Workplace factors boost diabetes risk

Sep 28 2004 by Brian Amble Print This Article

Middle-aged men who work hard for poor rewards are three times more likely to develop diabetes as those higher up the office food-chain, according to a long-running research project.

Although stress, low social support and depression are known risk factors in the development of coronary heart disease, the research led by Professor Sir Michael Marmot at University College London is the first to establish a link between these factors and diabetes.

Other studies have shown that bad management can drive up their employees' blood pressure, increasing their long-term risks of a heart attack or stroke, while Finish researchers have found a strong correlation between organisational justice - described as 'justice of decision making procedures and interpersonal treatment' - and the health of employees.

The University College researchers have been tracking the health of 10,000 civil servants since 1985 and correlating the incidence of diabetes with individual's grade within the civil service.

During the subsequent years, four percent of those tracked were diagnosed with diabetes. But nine percent of the men and seven percent of the women in clerical and office support grades developed diabetes, compared with three percent of men and two percent of women in administrative grades.

Overall, those at the bottom of the civil service hierarchy were found to 2.9 times as likely to develop diabetes if they are men and 1.7 times more likely to do so if they are women.

The researchers said that the different incidence of the disease in women could be explained by the fact that the lower-grade civil servants lead less healthy lives.
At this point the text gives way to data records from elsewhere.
//! Core domain types for the PEP summary pipeline.

use serde_json::Value;

use crate::error::{PepsumError, Result};

// ---------------------------------------------------------------------------
// OperatorList
// ---------------------------------------------------------------------------

/// An ordered list of Python operator/function names, parsed from a
/// comma-separated input line. Entries are trimmed; empty entries are
/// dropped. Immutable after parsing.
#[derive(Debug, Clone, PartialEq, Eq)]
pub struct OperatorList(Vec<String>);

impl OperatorList {
    /// Parse a raw comma-separated line into an operator list.
    ///
    /// Fails if no non-empty entries remain after trimming.
    pub fn parse(input: &str) -> Result<Self> {
        let names: Vec<String> = input
            .split(',')
            .map(str::trim)
            .filter(|s| !s.is_empty())
            .map(String::from)
            .collect();

        if names.is_empty() {
            return Err(PepsumError::config(
                "no operators given: expected a comma-separated list like 'map, filter'",
            ));
        }

        Ok(Self(names))
    }

    /// The operator names, in input order.
    pub fn names(&self) -> &[String] {
        &self.0
    }

    /// The comma-joined form embedded in LLM prompts.
    pub fn joined(&self) -> String {
        self.0.join(", ")
    }

    pub fn len(&self) -> usize {
        self.0.len()
    }

    pub fn is_empty(&self) -> bool {
        self.0.is_empty()
    }
}

impl std::fmt::Display for OperatorList {
    fn fmt(&self, f: &mut std::fmt::Formatter<'_>) -> std::fmt::Result {
        write!(f, "{}", self.joined())
    }
}

// ---------------------------------------------------------------------------
// PepNumber
// ---------------------------------------------------------------------------

/// A positive integer identifying a Python Enhancement Proposal.
///
/// Produced only by the resolver's parsed output; not validated against any
/// known PEP range beyond being positive.
#[derive(Debug, Clone, Copy, PartialEq, Eq, Hash)]
pub struct PepNumber(u32);

impl PepNumber {
    /// Build from a raw integer, rejecting zero and out-of-range values.
    pub fn new(raw: u64) -> Option<Self> {
        if raw == 0 {
            return None;
        }
        u32::try_from(raw).ok().map(Self)
    }

    pub fn get(self) -> u32 {
        self.0
    }
}

impl std::fmt::Display for PepNumber {
    fn fmt(&self, f: &mut std::fmt::Formatter<'_>) -> std::fmt::Result {
        write!(f, "{}", self.0)
    }
}

// ---------------------------------------------------------------------------
// SummaryMap
// ---------------------------------------------------------------------------

/// The summarizer's output: operator name → summary.
///
/// Only the top-level shape (a JSON object) is validated at the parse
/// boundary. Each value is expected to be a nested object mapping section
/// title → section text, but the model's nested shape is not enforced;
/// [`SummaryMap::sections`] renders whatever came back best-effort.
///
/// Keys are not validated against the input operator list either — callers
/// iterate their own operator order and look names up here.
#[derive(Debug, Clone, Default, PartialEq)]
pub struct SummaryMap(serde_json::Map<String, Value>);

impl SummaryMap {
    pub fn from_object(map: serde_json::Map<String, Value>) -> Self {
        Self(map)
    }

    /// The raw summary value for one operator, if the model produced one.
    pub fn get(&self, operator: &str) -> Option<&Value> {
        self.0.get(operator)
    }

    /// Keys present in the model's output but absent from `known`, so the
    /// caller can still surface summaries for names it did not ask about.
    pub fn extra_keys<'a>(&'a self, known: &'a [String]) -> impl Iterator<Item = &'a str> {
        self.0
            .keys()
            .filter(|k| !known.iter().any(|n| n == *k))
            .map(String::as_str)
    }

    /// Render one operator's summary as `(section title, section text)`
    /// pairs. A nested object yields one pair per entry; a bare string
    /// yields a single untitled section; anything else is serialized as-is.
    pub fn sections(&self, operator: &str) -> Option<Vec<(String, String)>> {
        let value = self.0.get(operator)?;
        Some(match value {
            Value::Object(sections) => sections
                .iter()
                .map(|(title, text)| (title.clone(), render_section_text(text)))
                .collect(),
            Value::String(text) => vec![(String::new(), text.clone())],
            other => vec![(String::new(), other.to_string())],
        })
    }

    pub fn len(&self) -> usize {
        self.0.len()
    }

    pub fn is_empty(&self) -> bool {
        self.0.is_empty()
    }
}

/// Section bodies are usually strings, but the model occasionally nests
/// arrays (e.g. a list of code examples). Flatten those readably.
fn render_section_text(value: &Value) -> String {
    match value {
        Value::String(s) => s.clone(),
        Value::Array(items) => items
            .iter()
            .map(render_section_text)
            .collect::<Vec<_>>()
            .join("\n"),
        other => other.to_string(),
    }
}
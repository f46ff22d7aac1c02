//! pepsum CLI — PEP-grounded summaries of Python operators and functions.
//!
//! Resolves related PEPs via an LLM, fetches their pages, and prints a
//! structured summary per operator.

mod commands;

use clap::Parser;
use color_eyre::eyre::Result;

use commands::Cli;

#[tokio::main]
async fn main() -> Result<()> {
    color_eyre::install()?;
    let cli = Cli::parse();
    commands::init_tracing(&cli);
    commands::run(cli).await
}
//! Image-recognition exploration: the same right-hug/targeted-sweep shell,
//! plus per-obstacle face-photography bookkeeping.

use std::collections::{HashMap, HashSet};

use crate::arena::{Arena, Grid};
use crate::config::Config;
use crate::error::CoreResult;
use crate::geometry::{Direction, Point};
use crate::planner;
use crate::robot::Robot;

use super::{Exploration, ExplorationHost};

/// Tracks, per obstacle cell, which cardinal faces have not yet been
/// photographed.
#[derive(Debug, Default)]
pub struct FaceTracker {
    unphotographed: HashMap<Point, HashSet<Direction>>,
}

impl FaceTracker {
    pub fn new() -> Self {
        Self::default()
    }

    /// Registers an obstacle cell, seeding it with every cardinal face
    /// that isn't against the arena edge and isn't shared with another
    /// already-registered obstacle (opposite-face pruning between
    /// adjacent obstacles), per spec.md §4.3.
    pub fn register_obstacle(&mut self, arena: &Arena, point: Point) {
        let mut faces: HashSet<Direction> = Direction::cardinal().into_iter().collect();

        faces.retain(|&face| {
            let (dr, dc) = face.offset();
            let neighbour = point.offset(dr, dc);
            neighbour.is_within_range()
        });

        for face in Direction::cardinal() {
            let (dr, dc) = face.offset();
            let neighbour = point.offset(dr, dc);
            if neighbour.is_within_range() && arena.is_obstacle(neighbour) {
                faces.remove(&face);
                if let Some(neighbour_faces) = self.unphotographed.get_mut(&neighbour) {
                    neighbour_faces.remove(&face.opposite());
                }
            }
        }

        self.unphotographed.insert(point, faces);
    }

    pub fn mark_photographed(&mut self, point: Point, face: Direction) {
        if let Some(faces) = self.unphotographed.get_mut(&point) {
            faces.remove(&face);
        }
    }

    pub fn remaining(&self) -> impl Iterator<Item = (Point, Direction)> + '_ {
        self.unphotographed.iter().flat_map(|(&point, faces)| {
            faces.iter().map(move |&face| (point, face))
        })
    }

    pub fn is_empty(&self) -> bool {
        self.unphotographed.values().all(|faces| faces.is_empty())
    }
}

/// The photo-taking exploration variant: runs the same shell as
/// `Exploration` but layers face-tracking and photo requests on top.
pub struct ImageRecognitionExploration<'a> {
    inner: Exploration<'a>,
    faces: FaceTracker,
}

impl<'a> ImageRecognitionExploration<'a> {
    pub fn new(config: &'a Config) -> Self {
        Self {
            inner: Exploration::new(config),
            faces: FaceTracker::new(),
        }
    }

    fn refresh_faces(&mut self, arena: &Arena) {
        for point in Grid::<crate::arena::Cell>::iter_points() {
            if arena.is_obstacle(point) {
                self.faces.register_obstacle(arena, point);
            }
        }
    }

    /// Phase: hug any obstacle whose faces are still unphotographed,
    /// requesting a photo whenever a face becomes visible from the
    /// robot's current pose (it is one cardinal step away, unobstructed).
    fn photograph_faces(
        &mut self,
        arena: &mut Arena,
        robot: &mut Robot,
        host: &mut dyn ExplorationHost,
    ) -> CoreResult<()> {
        let entry = robot.pose.point;
        loop {
            self.refresh_faces(arena);
            if self.faces.is_empty() || self.inner.limit_exceeded(arena, robot) {
                return Ok(());
            }

            let remaining: Vec<(Point, Direction)> = self.faces.remaining().collect();
            let Some(&(obstacle, face)) = remaining
                .iter()
                .min_by_key(|(obstacle, _)| obstacle.manhattan_distance(robot.pose.point))
            else {
                return Ok(());
            };

            let (dr, dc) = face.offset();
            let vantage = obstacle.offset(dr, dc);
            if !vantage.is_within_range() || arena.is_obstacle(vantage) {
                self.faces.mark_photographed(obstacle, face);
                continue;
            }

            let grid = arena.planning_grid(false);
            match planner::plan(&grid, robot.pose.point, robot.pose.direction, None, vantage) {
                Ok(path) => {
                    for movement in planner::path_to_movements(&path) {
                        self.inner.apply_movement(arena, robot, host, movement)?;
                    }
                    host.request_photo(obstacle, face);
                    self.faces.mark_photographed(obstacle, face);
                }
                Err(_) => {
                    self.faces.mark_photographed(obstacle, face); // unreachable face, give up on it
                }
            }

            if robot.pose.point == entry {
                return Ok(());
            }
        }
    }

    pub fn run(
        &mut self,
        arena: &mut Arena,
        robot: &mut Robot,
        host: &mut dyn ExplorationHost,
    ) -> CoreResult<()> {
        self.inner.initial_sense(arena, robot, host)?;
        self.refresh_faces(arena);
        self.inner.right_hug_loop(arena, robot, host)?;
        self.photograph_faces(arena, robot, host)?;
        self.inner.targeted_sweep(arena, robot, host)?;
        self.photograph_faces(arena, robot, host)?;
        self.inner.return_home(arena, robot, host)?;
        Ok(())
    }
}

#[cfg(test)]
mod tests {
    use super::*;

    #[test]
    fn isolated_obstacle_starts_with_four_unphotographed_faces() {
        let mut arena = Arena::new();
        let point = Point::new(10, 7);
        arena.mark_obstacle(point);

        let mut tracker = FaceTracker::new();
        tracker.register_obstacle(&arena, point);
        assert_eq!(tracker.remaining().count(), 4);
    }

    #[test]
    fn adjacent_obstacles_prune_their_shared_faces() {
        let mut arena = Arena::new();
        let a = Point::new(10, 7);
        let b = Point::new(10, 8);
        arena.mark_obstacle(a);
        arena.mark_obstacle(b);

        let mut tracker = FaceTracker::new();
        tracker.register_obstacle(&arena, a);
        tracker.register_obstacle(&arena, b);

        let a_faces: HashSet<_> = tracker.unphotographed[&a].clone();
        let b_faces: HashSet<_> = tracker.unphotographed[&b].clone();
        assert!(!a_faces.contains(&Direction::East));
        assert!(!b_faces.contains(&Direction::West));
    }

    #[test]
    fn mark_photographed_removes_the_face() {
        let mut arena = Arena::new();
        let point = Point::new(10, 7);
        arena.mark_obstacle(point);
        let mut tracker = FaceTracker::new();
        tracker.register_obstacle(&arena, point);
        tracker.mark_photographed(point, Direction::North);
        assert!(!tracker.unphotographed[&point].contains(&Direction::North));
    }
}
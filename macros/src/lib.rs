use proc_macro::TokenStream;
use quote::quote;
use syn::{parse_macro_input, ItemFn};

/// Wraps `main` in orchestrator setup/teardown: logs entry and exit, and
/// guarantees a shutdown line is emitted even when the body returns an
/// error, mirroring the lifecycle hook the teacher used to wrap the ROS
/// node around the solver's `main`.
#[proc_macro_attribute]
pub fn with_node(_attr: TokenStream, item: TokenStream) -> TokenStream {
    let input_fn = parse_macro_input!(item as ItemFn);

    let vis = &input_fn.vis;
    let fn_name = &input_fn.sig.ident;
    let block = &input_fn.block;
    let asyncness = &input_fn.sig.asyncness;
    let output = &input_fn.sig.output;
    let inputs = &input_fn.sig.inputs;

    let expanded = if asyncness.is_some() {
        quote! {
            #vis async fn #fn_name(#inputs) #output {
                log::info!("orchestrator starting up");
                let result = (|| async move { #block })().await;
                match &result {
                    Ok(_) => log::info!("orchestrator shut down cleanly"),
                    Err(error) => log::error!("orchestrator shut down with an error: {error}"),
                }
                result
            }
        }
    } else {
        quote! {
            #vis fn #fn_name(#inputs) #output {
                log::info!("orchestrator starting up");
                let result = (|| { #block })();
                match &result {
                    Ok(_) => log::info!("orchestrator shut down cleanly"),
                    Err(error) => log::error!("orchestrator shut down with an error: {error}"),
                }
                result
            }
        }
    };

    TokenStream::from(expanded)
}
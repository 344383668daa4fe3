//! Inbound/outbound frame parsing and the internal/external coordinate
//! transform, mirroring the teacher's `ros::types` conversions and the
//! original `utils/message_conversion.py` regex-validated parsing.

use regex::Regex;

use crate::error::{CoreError, CoreResult};
use crate::geometry::{Point, ARENA_HEIGHT};

/// Converts an internal (row, col) point into the external (x, y) wire
/// frame: `x = col`, `y = (H-1) − row`.
pub fn to_external(point: Point) -> (i32, i32) {
    (point.col, ARENA_HEIGHT as i32 - 1 - point.row)
}

/// Inverse of [`to_external`]: `row = (H-1) − y`, `col = x`.
pub fn from_external(x: i32, y: i32) -> Point {
    Point::new(ARENA_HEIGHT as i32 - 1 - y, x)
}

/// A parsed inbound control frame, per spec.md §6.
#[derive(Debug, Clone, PartialEq, Eq)]
pub enum InboundFrame {
    StartExploration,
    StartImageRecognitionExploration,
    SetWaypoint(Point),
    SetStart(Point),
    StartFastestPath,
    SensorReadings([Option<i32>; 6]),
    Terminate,
}

fn coordinate_pattern() -> Regex {
    Regex::new(r"^\d+\s+\d+$").expect("static regex is always valid")
}

fn sensor_pattern() -> Regex {
    Regex::new(r"^-?\d+(\s+-?\d+){5}$").expect("static regex is always valid")
}

fn parse_coordinate_payload(payload: &str) -> CoreResult<Point> {
    if !coordinate_pattern().is_match(payload) {
        return Err(CoreError::Validation(format!(
            "coordinate payload does not match `\\d+ \\d+`: {payload:?}"
        )));
    }
    let mut parts = payload.split_whitespace();
    let x: i32 = parts.next().unwrap().parse().map_err(|_| {
        CoreError::Validation(format!("non-integer x in coordinate payload: {payload:?}"))
    })?;
    let y: i32 = parts.next().unwrap().parse().map_err(|_| {
        CoreError::Validation(format!("non-integer y in coordinate payload: {payload:?}"))
    })?;
    Ok(from_external(x, y))
}

fn parse_sensor_payload(payload: &str) -> CoreResult<[Option<i32>; 6]> {
    if !sensor_pattern().is_match(payload) {
        return Err(CoreError::Validation(format!(
            "sensor payload does not match six whitespace-separated integers: {payload:?}"
        )));
    }
    let mut readings = [None; 6];
    for (slot, token) in readings.iter_mut().zip(payload.split_whitespace()) {
        let value: i32 = token
            .parse()
            .map_err(|_| CoreError::Validation(format!("non-integer sensor reading: {token:?}")))?;
        *slot = if value == 0 {
            None
        } else if value < 0 {
            Some(-1)
        } else {
            Some(value)
        };
    }
    Ok(readings)
}

/// Parses one inbound frame. `raw` is the whole line, fields separated by
/// `$`: header, then an optional payload.
pub fn parse_inbound(raw: &str) -> CoreResult<InboundFrame> {
    let mut fields = raw.splitn(2, '$');
    let header = fields.next().unwrap_or("").trim();
    let payload = fields.next().map(str::trim);

    match header {
        "EXP" => Ok(InboundFrame::StartExploration),
        "IR" => Ok(InboundFrame::StartImageRecognitionExploration),
        "FP" => Ok(InboundFrame::StartFastestPath),
        "QQQQQQ" => Ok(InboundFrame::Terminate),
        "WP" => {
            let payload = payload.ok_or_else(|| CoreError::Validation("WP frame missing payload".into()))?;
            Ok(InboundFrame::SetWaypoint(parse_coordinate_payload(payload)?))
        }
        "START" => {
            let payload =
                payload.ok_or_else(|| CoreError::Validation("START frame missing payload".into()))?;
            Ok(InboundFrame::SetStart(parse_coordinate_payload(payload)?))
        }
        "P" => {
            let payload = payload.ok_or_else(|| CoreError::Validation("P frame missing payload".into()))?;
            Ok(InboundFrame::SensorReadings(parse_sensor_payload(payload)?))
        }
        other => Err(CoreError::Validation(format!("unrecognised frame header: {other:?}"))),
    }
}

/// Formats an outbound MDF frame: `a MDF <P1> <P2>`.
pub fn format_mdf(p1: &str, p2: &str) -> String {
    format!("a MDF {p1} {p2}")
}

/// Formats an outbound motion frame from a consolidated movement payload.
pub fn format_motion(consolidated: &str) -> String {
    format!("h {consolidated}")
}

/// The leading frame that must precede a fastest-path motion burst.
pub fn motion_burst_header() -> &'static str {
    "hF|"
}

/// Formats an outbound photo request, target cell in the Imaging frame
/// (external mapping returned as integers).
pub fn format_photo_request(point: Point) -> String {
    let (x, y) = to_external(point);
    format!("p {x} {y}")
}

#[cfg(test)]
mod tests {
    use super::*;

    #[test]
    fn external_round_trips_internal() {
        let point = Point::new(5, 9);
        let (x, y) = to_external(point);
        assert_eq!(from_external(x, y), point);
    }

    #[test]
    fn parses_waypoint_frame() {
        let frame = parse_inbound("WP$4 7").unwrap();
        assert_eq!(frame, InboundFrame::SetWaypoint(from_external(4, 7)));
    }

    #[test]
    fn rejects_malformed_waypoint_payload() {
        assert!(parse_inbound("WP$not-a-number").is_err());
    }

    #[test]
    fn parses_sensor_frame_mapping_zero_to_none_and_negative_to_discarded() {
        let frame = parse_inbound("P$1 0 -3 5 0 2").unwrap();
        assert_eq!(
            frame,
            InboundFrame::SensorReadings([Some(1), None, Some(-1), Some(5), None, Some(2)])
        );
    }

    #[test]
    fn parses_no_payload_frames() {
        assert_eq!(parse_inbound("EXP").unwrap(), InboundFrame::StartExploration);
        assert_eq!(parse_inbound("QQQQQQ").unwrap(), InboundFrame::Terminate);
    }

    #[test]
    fn rejects_unknown_header() {
        assert!(parse_inbound("BOGUS$1 2").is_err());
    }
}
But the same could not be said for men. Here, the relationship between diabetes and employment grade remained significant even after accounting for other risk factors, such as ethnicity, family history, physical activity and blood pressure.

The higher risk in men was due to a higher "effort-reward imbalance," the researchers said, where high efforts were defined as competitiveness and work-related over-commitment or hostility, and low rewards were defined as poor promotion prospects or a blocked career.

The relationship between effort-reward imbalance was "robust" even after additional cardiovascular risk factors were considered, making it unlikely that it was influenced by changes in behaviours, such as diet or exercise, they added.